** Work item **
Across the whole listing, copy out every line that includes the string "anyhow".

━━━━━ Data

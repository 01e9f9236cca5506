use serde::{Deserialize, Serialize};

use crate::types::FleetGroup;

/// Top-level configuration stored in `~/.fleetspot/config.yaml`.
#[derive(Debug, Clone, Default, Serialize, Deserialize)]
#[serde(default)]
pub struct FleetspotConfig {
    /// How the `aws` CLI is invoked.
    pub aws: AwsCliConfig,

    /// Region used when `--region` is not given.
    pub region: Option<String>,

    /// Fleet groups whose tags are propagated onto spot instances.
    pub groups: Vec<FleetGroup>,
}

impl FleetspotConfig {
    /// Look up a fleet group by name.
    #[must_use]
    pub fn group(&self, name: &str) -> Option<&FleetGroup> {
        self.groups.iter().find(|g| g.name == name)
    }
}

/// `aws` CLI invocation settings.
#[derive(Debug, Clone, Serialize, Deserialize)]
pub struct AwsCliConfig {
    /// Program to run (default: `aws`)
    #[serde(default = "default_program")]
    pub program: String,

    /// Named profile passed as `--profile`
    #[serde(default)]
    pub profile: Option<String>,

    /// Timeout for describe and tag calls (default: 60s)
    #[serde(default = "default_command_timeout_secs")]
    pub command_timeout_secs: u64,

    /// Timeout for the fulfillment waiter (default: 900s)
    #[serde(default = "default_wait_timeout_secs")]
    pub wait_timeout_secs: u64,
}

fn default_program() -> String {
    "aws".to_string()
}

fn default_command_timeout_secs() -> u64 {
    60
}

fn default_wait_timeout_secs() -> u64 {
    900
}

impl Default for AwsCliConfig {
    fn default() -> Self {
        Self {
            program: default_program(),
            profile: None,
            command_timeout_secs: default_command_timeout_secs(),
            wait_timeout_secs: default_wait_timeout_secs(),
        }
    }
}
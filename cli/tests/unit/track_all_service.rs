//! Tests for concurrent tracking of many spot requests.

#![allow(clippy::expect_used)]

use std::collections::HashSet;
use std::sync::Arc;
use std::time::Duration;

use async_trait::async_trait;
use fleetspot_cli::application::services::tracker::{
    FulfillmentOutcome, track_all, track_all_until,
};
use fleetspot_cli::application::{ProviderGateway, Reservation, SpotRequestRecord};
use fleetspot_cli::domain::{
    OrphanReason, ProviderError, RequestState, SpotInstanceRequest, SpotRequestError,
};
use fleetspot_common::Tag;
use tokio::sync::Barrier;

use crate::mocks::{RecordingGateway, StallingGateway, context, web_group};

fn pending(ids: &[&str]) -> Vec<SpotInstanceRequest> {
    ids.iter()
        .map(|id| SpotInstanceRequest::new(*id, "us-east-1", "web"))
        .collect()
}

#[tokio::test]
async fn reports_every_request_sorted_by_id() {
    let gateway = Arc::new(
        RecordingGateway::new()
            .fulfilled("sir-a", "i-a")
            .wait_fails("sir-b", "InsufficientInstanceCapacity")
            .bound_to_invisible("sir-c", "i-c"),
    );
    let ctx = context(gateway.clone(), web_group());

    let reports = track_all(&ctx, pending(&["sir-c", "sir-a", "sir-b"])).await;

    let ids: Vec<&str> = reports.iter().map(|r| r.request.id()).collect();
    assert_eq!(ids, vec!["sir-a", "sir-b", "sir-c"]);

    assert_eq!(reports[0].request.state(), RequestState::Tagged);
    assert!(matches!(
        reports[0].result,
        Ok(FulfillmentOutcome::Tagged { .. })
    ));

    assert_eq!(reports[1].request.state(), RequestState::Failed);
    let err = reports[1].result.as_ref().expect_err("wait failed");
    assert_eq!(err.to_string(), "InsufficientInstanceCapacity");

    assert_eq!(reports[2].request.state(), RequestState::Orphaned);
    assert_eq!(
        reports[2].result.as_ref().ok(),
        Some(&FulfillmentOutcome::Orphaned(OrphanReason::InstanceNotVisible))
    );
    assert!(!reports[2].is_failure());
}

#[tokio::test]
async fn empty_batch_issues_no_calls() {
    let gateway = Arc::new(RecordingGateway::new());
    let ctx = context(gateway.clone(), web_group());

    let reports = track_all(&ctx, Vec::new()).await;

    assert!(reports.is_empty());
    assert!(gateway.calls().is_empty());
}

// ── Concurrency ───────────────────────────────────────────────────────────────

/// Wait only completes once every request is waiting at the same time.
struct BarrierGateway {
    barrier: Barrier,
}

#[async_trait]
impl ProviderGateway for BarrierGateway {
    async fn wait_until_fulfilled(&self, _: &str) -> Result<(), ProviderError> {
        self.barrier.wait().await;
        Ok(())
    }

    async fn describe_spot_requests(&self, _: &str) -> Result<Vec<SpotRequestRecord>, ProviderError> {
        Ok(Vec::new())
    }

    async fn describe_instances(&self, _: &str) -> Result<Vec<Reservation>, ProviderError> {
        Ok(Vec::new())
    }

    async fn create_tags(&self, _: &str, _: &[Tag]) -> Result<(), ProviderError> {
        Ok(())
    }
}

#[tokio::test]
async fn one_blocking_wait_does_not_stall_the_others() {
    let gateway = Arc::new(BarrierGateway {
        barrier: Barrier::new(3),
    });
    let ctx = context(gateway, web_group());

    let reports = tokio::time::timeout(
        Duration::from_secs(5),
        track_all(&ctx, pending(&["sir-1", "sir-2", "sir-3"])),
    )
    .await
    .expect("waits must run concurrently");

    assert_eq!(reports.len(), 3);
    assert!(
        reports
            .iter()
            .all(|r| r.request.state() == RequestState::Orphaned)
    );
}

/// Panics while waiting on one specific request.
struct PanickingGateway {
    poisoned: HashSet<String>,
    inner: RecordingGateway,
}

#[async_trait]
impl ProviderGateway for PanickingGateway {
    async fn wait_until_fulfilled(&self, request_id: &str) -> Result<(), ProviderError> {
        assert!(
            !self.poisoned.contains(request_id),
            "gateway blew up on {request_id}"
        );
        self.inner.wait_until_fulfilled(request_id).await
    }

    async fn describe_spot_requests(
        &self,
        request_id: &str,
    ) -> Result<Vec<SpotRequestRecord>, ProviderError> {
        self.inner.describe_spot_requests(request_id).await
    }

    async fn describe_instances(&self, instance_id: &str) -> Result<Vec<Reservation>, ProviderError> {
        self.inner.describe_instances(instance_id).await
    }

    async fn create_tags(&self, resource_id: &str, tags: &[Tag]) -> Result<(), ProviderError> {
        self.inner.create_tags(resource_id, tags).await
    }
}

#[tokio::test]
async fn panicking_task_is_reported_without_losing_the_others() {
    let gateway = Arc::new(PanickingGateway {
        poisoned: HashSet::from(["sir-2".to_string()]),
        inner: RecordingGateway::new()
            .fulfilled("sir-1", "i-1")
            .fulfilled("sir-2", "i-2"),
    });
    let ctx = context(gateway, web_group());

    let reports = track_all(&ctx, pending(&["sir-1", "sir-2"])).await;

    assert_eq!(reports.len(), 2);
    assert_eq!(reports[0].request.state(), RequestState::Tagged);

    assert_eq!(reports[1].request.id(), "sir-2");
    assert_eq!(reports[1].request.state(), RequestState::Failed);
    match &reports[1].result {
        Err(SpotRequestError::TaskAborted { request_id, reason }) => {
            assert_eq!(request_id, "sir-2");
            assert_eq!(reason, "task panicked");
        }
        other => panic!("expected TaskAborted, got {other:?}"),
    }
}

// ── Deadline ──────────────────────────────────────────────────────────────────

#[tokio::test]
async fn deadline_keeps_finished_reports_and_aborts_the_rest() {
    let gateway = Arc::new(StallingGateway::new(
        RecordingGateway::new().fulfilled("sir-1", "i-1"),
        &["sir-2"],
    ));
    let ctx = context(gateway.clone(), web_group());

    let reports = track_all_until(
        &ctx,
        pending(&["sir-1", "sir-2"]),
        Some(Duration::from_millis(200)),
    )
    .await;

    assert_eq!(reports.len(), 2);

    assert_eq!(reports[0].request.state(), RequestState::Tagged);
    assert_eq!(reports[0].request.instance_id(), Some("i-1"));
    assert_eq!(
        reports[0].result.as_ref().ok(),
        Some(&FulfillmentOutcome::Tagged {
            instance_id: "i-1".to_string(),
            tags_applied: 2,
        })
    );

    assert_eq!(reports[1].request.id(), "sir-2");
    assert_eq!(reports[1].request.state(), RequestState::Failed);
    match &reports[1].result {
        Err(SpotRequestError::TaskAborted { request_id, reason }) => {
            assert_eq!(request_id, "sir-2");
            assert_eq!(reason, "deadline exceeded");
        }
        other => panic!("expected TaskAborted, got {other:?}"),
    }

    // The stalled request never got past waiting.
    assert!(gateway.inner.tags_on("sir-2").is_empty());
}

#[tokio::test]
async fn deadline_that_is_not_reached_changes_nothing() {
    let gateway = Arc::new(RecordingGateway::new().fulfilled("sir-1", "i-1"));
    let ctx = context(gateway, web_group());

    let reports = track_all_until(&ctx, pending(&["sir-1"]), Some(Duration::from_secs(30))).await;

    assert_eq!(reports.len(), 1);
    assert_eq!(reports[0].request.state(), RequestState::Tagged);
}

━━━━━━━━━━
━━━━━ Data

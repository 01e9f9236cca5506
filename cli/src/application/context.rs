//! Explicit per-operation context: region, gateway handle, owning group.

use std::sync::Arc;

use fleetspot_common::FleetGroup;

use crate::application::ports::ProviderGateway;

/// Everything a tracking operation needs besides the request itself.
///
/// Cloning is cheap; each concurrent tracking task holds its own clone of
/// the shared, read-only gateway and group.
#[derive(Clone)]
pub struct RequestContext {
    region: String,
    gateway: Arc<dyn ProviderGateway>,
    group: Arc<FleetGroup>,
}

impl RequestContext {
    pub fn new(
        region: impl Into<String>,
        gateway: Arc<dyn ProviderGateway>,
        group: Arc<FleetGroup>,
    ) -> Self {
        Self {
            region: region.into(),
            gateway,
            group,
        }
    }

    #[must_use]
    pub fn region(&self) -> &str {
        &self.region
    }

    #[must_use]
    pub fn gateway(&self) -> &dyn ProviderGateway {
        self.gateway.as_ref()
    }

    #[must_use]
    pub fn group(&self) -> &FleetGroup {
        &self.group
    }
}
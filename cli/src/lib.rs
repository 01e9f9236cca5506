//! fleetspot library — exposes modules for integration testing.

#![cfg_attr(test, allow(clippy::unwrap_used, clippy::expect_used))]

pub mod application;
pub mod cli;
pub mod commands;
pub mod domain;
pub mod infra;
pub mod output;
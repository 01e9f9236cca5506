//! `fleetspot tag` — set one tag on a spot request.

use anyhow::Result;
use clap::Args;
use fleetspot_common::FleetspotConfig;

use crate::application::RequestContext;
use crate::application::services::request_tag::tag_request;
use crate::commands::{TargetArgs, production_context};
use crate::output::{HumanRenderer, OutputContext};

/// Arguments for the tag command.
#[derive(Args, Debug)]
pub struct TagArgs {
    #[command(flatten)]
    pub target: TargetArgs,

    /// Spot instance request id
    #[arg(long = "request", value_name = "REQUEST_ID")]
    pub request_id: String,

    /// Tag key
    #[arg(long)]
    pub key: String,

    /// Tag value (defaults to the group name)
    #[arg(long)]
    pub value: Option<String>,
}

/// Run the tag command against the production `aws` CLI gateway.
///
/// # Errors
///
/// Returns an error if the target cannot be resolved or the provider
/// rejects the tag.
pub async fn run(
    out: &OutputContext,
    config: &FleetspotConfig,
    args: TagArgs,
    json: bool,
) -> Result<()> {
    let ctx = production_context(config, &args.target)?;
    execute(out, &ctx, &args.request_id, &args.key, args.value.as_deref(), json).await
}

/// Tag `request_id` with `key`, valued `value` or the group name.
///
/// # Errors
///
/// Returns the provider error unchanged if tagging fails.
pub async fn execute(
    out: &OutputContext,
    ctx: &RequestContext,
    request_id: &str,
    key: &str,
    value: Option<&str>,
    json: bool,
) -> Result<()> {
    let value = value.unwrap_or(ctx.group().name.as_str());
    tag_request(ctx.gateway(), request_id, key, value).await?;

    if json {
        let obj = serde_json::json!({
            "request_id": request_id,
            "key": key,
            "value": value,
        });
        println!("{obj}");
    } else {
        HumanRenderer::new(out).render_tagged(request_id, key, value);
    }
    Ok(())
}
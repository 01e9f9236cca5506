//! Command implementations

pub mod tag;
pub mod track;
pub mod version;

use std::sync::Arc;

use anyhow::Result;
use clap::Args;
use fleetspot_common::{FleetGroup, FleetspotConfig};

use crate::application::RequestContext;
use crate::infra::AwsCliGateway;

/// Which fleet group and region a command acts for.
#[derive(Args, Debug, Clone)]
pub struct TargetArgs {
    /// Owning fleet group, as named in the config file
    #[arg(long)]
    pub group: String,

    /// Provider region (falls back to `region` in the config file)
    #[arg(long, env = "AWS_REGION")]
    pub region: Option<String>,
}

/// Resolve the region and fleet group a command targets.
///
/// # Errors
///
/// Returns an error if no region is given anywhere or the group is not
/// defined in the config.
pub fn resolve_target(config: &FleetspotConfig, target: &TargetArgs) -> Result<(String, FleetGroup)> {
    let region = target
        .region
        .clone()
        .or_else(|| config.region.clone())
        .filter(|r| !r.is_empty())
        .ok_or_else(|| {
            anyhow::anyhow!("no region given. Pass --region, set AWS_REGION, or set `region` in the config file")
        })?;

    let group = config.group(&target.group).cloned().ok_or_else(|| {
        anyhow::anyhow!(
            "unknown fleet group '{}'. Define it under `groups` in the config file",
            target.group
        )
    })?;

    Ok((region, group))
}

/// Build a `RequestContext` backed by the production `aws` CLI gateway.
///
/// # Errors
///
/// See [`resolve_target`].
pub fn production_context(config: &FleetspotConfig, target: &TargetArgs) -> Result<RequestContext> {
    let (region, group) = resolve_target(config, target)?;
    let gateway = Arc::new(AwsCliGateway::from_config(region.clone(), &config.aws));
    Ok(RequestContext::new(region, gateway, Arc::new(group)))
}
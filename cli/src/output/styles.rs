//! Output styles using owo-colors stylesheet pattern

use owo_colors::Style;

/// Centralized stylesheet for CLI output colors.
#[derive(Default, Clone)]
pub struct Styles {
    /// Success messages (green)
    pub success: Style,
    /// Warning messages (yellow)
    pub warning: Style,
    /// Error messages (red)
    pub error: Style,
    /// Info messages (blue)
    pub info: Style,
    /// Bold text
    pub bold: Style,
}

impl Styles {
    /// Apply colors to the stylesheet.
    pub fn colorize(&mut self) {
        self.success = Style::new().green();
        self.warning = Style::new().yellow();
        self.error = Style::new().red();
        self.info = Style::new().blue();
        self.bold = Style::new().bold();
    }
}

━━━━━━━━━━

** Solution to the problem **
use anyhow::Result;
use anyhow::Result;
            anyhow::anyhow!("no region given. Pass --region, set AWS_REGION, or set `region` in the config file")
        anyhow::anyhow!(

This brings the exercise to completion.